**Work instruction:** Select from the data all lines with the word "against".

**Exercise inputs:**
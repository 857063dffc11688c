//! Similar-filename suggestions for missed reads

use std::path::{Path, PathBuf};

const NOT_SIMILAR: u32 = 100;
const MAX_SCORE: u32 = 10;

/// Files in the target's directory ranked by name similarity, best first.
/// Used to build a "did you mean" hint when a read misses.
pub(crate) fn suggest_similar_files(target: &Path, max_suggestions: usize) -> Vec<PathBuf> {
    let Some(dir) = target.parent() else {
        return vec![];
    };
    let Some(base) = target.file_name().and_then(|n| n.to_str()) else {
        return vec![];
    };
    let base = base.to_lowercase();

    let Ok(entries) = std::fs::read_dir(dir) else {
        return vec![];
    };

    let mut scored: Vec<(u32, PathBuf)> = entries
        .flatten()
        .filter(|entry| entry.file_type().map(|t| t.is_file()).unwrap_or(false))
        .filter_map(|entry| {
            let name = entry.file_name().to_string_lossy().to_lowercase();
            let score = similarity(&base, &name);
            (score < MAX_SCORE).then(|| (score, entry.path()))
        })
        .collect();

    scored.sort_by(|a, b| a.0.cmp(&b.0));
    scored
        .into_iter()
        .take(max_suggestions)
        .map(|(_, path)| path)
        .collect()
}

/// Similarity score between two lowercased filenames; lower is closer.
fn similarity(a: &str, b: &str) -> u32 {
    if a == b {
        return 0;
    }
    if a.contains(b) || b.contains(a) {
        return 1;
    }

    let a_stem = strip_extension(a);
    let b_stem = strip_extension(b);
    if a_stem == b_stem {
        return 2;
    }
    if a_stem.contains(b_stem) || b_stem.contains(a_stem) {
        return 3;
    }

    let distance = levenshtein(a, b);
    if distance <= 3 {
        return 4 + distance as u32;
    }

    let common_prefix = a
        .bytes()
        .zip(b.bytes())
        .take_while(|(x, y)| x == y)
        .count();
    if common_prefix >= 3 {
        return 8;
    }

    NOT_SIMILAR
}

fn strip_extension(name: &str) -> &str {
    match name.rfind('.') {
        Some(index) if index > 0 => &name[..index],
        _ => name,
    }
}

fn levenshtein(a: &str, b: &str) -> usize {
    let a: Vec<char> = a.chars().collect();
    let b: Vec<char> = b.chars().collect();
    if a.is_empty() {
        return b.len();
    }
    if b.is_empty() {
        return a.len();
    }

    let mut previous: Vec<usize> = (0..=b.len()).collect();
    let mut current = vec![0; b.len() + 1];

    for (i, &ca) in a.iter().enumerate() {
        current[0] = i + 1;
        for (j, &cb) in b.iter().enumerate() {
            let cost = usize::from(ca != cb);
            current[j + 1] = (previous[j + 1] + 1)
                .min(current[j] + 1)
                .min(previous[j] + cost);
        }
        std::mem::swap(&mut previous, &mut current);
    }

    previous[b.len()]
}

...

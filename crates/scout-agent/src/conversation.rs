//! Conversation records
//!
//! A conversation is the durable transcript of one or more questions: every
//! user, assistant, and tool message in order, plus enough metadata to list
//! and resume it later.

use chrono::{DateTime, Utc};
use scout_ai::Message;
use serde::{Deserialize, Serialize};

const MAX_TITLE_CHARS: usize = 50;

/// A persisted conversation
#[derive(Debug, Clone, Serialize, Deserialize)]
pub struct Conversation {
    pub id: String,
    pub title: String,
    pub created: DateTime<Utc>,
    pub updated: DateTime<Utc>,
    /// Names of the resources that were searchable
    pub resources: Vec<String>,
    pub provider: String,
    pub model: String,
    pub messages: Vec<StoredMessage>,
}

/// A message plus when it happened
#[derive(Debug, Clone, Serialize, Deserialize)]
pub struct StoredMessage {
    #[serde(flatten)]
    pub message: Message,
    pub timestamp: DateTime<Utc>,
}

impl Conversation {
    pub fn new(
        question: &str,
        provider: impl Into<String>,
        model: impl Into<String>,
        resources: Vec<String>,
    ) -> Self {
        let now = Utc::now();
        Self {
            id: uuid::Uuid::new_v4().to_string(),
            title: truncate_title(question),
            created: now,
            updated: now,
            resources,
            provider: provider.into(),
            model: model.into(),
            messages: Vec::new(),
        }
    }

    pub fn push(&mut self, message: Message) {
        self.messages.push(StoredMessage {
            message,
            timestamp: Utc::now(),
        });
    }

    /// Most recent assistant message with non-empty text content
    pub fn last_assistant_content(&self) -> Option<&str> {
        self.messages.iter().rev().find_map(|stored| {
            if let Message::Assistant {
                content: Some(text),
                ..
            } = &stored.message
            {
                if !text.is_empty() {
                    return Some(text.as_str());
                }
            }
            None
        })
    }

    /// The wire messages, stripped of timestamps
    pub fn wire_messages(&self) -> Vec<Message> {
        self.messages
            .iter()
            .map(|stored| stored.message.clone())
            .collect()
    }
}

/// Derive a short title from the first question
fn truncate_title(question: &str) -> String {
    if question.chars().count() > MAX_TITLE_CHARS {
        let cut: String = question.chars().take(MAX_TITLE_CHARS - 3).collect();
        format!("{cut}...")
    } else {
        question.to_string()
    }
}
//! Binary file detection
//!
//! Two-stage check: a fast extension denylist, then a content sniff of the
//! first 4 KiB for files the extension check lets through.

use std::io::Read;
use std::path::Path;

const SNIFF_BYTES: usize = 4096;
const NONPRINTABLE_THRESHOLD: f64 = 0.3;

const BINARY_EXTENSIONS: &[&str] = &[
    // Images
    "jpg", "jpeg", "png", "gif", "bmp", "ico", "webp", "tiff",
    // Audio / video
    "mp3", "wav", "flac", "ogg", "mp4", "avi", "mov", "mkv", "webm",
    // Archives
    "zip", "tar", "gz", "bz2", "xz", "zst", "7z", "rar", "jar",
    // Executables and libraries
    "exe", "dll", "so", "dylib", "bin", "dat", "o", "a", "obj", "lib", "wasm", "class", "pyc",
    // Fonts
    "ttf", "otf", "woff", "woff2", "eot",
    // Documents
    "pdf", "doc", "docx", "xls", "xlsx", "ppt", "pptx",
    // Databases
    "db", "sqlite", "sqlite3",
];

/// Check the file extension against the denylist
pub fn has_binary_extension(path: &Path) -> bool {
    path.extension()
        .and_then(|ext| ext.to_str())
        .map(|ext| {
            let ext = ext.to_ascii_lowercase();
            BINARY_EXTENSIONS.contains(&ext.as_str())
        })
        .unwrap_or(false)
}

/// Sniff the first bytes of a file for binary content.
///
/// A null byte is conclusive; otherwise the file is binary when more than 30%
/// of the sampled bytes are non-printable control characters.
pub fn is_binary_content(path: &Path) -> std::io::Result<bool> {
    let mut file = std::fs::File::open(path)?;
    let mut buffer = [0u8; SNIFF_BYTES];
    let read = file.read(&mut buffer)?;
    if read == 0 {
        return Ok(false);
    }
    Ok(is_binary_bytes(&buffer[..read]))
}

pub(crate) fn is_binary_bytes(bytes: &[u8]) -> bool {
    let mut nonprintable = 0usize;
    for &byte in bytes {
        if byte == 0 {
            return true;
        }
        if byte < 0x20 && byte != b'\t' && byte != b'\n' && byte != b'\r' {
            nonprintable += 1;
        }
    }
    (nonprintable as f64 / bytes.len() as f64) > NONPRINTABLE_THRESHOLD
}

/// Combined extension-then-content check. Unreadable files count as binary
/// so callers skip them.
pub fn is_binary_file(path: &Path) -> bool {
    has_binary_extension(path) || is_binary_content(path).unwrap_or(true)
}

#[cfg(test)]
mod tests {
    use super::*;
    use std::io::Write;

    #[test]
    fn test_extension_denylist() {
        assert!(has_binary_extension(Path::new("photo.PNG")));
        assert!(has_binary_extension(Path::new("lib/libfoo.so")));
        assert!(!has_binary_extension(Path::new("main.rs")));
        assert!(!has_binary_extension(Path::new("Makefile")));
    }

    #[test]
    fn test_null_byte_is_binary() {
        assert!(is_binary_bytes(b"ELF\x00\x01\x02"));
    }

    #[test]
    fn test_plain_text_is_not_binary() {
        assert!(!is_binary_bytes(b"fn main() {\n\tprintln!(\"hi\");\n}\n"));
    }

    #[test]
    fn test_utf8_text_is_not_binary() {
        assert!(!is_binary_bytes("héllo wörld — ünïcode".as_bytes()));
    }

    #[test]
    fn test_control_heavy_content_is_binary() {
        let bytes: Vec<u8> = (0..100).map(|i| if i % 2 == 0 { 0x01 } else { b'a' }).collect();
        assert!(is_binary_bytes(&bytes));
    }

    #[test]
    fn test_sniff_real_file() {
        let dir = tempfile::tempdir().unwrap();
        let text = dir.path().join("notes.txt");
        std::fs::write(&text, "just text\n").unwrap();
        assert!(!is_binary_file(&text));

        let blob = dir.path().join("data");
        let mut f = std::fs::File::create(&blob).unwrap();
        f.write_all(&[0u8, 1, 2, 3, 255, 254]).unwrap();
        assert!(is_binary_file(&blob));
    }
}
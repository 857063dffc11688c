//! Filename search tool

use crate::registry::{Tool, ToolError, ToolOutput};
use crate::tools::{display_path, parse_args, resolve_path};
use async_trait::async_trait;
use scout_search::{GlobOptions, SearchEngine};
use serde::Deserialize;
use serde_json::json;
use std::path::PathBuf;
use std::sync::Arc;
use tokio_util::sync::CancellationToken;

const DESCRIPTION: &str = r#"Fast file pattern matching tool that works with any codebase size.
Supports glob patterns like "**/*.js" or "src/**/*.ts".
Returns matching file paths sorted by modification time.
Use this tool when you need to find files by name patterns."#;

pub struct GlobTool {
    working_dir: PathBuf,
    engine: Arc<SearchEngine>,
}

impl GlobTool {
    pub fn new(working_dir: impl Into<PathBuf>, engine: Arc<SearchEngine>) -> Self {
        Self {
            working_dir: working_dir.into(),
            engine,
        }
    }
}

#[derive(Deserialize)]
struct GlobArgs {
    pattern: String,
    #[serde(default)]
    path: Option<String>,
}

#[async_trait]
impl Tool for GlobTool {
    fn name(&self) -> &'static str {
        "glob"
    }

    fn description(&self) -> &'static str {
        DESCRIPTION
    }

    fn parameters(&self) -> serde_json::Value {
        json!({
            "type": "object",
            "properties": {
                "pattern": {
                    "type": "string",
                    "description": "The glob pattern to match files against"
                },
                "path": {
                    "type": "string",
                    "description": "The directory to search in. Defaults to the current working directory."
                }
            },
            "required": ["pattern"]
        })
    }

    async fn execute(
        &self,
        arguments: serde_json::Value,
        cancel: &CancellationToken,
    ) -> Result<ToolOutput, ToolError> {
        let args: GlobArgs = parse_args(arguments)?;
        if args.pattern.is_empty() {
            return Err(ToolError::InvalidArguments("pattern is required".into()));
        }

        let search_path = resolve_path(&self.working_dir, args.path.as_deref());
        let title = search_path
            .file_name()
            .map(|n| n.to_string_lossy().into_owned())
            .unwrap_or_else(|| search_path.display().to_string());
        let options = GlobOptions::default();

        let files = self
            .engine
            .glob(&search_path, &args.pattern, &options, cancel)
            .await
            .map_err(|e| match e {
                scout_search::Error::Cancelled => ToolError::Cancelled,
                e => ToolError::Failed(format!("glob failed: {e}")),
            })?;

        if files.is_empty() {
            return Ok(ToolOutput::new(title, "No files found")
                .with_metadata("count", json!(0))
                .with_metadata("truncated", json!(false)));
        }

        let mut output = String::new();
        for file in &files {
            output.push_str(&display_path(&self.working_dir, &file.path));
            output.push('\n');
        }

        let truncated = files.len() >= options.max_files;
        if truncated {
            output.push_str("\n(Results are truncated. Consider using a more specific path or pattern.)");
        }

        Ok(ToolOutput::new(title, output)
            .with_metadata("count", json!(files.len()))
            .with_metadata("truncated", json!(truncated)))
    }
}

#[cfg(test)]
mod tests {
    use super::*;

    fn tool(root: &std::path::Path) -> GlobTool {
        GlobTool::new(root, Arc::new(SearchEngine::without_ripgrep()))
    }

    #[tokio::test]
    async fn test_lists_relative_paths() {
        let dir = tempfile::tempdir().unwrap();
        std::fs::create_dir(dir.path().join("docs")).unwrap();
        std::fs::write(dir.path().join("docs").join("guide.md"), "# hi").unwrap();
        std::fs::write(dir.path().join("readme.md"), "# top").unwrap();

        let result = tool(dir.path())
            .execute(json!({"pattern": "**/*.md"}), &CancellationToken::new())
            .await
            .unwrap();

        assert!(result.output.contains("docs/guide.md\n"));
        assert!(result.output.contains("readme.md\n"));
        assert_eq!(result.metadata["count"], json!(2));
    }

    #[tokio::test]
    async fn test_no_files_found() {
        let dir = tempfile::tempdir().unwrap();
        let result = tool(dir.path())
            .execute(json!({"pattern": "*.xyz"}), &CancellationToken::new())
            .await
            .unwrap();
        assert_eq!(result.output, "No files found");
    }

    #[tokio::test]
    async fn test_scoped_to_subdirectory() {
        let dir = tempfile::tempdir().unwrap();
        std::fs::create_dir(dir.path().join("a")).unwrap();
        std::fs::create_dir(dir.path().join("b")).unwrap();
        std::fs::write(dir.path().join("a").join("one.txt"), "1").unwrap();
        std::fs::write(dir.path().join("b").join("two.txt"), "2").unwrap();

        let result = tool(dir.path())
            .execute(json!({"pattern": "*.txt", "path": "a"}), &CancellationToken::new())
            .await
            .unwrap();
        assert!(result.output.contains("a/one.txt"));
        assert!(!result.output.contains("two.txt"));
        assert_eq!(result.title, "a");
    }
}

...

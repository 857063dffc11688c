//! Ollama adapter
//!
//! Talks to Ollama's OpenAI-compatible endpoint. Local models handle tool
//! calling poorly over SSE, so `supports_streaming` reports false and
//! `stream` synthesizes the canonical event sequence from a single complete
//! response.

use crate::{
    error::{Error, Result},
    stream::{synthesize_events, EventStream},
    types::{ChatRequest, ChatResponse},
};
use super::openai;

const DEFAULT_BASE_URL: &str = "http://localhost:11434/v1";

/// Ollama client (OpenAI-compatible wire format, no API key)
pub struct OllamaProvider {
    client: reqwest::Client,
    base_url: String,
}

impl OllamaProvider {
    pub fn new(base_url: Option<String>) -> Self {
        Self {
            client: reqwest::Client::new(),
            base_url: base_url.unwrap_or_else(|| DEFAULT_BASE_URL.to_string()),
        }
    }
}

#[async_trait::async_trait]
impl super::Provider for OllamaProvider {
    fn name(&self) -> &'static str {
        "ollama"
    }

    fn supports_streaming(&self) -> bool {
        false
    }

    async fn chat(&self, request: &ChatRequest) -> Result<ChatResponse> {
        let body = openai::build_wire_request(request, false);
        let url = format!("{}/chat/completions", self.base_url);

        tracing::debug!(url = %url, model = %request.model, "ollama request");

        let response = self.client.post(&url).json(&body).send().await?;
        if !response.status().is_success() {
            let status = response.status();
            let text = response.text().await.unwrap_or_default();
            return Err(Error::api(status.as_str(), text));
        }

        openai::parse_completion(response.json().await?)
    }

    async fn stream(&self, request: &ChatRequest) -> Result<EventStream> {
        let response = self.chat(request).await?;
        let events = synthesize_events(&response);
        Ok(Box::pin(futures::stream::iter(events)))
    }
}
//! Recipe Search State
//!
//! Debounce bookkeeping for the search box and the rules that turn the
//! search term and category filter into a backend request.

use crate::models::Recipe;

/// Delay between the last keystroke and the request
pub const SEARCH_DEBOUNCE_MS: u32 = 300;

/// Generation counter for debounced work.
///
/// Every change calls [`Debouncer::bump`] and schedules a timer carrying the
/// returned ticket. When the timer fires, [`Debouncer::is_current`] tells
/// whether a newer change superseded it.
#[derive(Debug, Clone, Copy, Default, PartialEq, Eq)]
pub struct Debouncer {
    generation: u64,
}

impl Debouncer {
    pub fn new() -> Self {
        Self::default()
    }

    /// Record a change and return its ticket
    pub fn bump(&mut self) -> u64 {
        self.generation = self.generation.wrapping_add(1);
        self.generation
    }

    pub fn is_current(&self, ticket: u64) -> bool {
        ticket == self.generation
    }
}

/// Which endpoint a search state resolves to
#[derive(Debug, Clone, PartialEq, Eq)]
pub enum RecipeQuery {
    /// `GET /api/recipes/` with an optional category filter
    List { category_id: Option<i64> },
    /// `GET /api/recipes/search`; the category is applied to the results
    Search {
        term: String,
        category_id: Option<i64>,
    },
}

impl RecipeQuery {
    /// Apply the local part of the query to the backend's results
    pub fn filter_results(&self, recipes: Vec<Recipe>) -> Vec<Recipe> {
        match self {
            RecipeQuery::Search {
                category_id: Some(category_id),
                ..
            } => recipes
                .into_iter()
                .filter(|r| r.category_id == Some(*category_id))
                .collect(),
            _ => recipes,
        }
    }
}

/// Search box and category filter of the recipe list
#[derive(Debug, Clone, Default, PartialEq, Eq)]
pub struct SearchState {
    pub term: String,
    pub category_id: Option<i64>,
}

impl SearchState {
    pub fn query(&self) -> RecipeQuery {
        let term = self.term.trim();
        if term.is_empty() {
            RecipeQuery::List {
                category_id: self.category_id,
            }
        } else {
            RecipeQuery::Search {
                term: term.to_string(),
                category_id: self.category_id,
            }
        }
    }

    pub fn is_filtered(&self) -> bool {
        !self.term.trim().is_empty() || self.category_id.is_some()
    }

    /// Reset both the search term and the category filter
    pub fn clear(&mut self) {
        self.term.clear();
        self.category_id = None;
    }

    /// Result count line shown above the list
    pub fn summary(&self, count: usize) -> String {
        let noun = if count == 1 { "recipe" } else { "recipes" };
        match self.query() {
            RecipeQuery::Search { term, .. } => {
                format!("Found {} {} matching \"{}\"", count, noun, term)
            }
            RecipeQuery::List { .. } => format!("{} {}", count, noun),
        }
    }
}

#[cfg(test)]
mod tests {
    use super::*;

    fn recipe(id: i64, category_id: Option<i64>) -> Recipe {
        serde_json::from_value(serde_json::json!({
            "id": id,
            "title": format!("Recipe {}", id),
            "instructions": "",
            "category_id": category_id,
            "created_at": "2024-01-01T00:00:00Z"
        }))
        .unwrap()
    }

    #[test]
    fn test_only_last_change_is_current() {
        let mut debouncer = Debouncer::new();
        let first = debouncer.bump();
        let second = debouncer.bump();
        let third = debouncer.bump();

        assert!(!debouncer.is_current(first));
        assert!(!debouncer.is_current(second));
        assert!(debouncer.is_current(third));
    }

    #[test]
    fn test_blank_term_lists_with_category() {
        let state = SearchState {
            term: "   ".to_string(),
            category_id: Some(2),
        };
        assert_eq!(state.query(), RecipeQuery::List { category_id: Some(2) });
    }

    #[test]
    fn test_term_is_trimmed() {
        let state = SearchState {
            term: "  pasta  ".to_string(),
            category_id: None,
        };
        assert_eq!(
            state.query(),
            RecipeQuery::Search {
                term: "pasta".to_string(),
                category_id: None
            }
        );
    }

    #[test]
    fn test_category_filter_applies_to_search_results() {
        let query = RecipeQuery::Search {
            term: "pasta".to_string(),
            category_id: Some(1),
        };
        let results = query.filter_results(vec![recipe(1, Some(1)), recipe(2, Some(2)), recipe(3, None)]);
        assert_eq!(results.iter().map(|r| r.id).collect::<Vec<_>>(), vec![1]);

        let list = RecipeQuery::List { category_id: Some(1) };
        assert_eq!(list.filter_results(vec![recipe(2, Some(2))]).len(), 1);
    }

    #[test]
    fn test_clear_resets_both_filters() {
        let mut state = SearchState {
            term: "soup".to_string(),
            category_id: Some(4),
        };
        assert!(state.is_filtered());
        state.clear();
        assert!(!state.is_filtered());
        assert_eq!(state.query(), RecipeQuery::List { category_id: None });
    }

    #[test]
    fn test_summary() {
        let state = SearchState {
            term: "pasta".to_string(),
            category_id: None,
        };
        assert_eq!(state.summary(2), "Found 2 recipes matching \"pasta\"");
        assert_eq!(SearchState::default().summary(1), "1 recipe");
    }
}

**Solved exercise:**
/// Check the file extension against the denylist
                    "description": "The glob pattern to match files against"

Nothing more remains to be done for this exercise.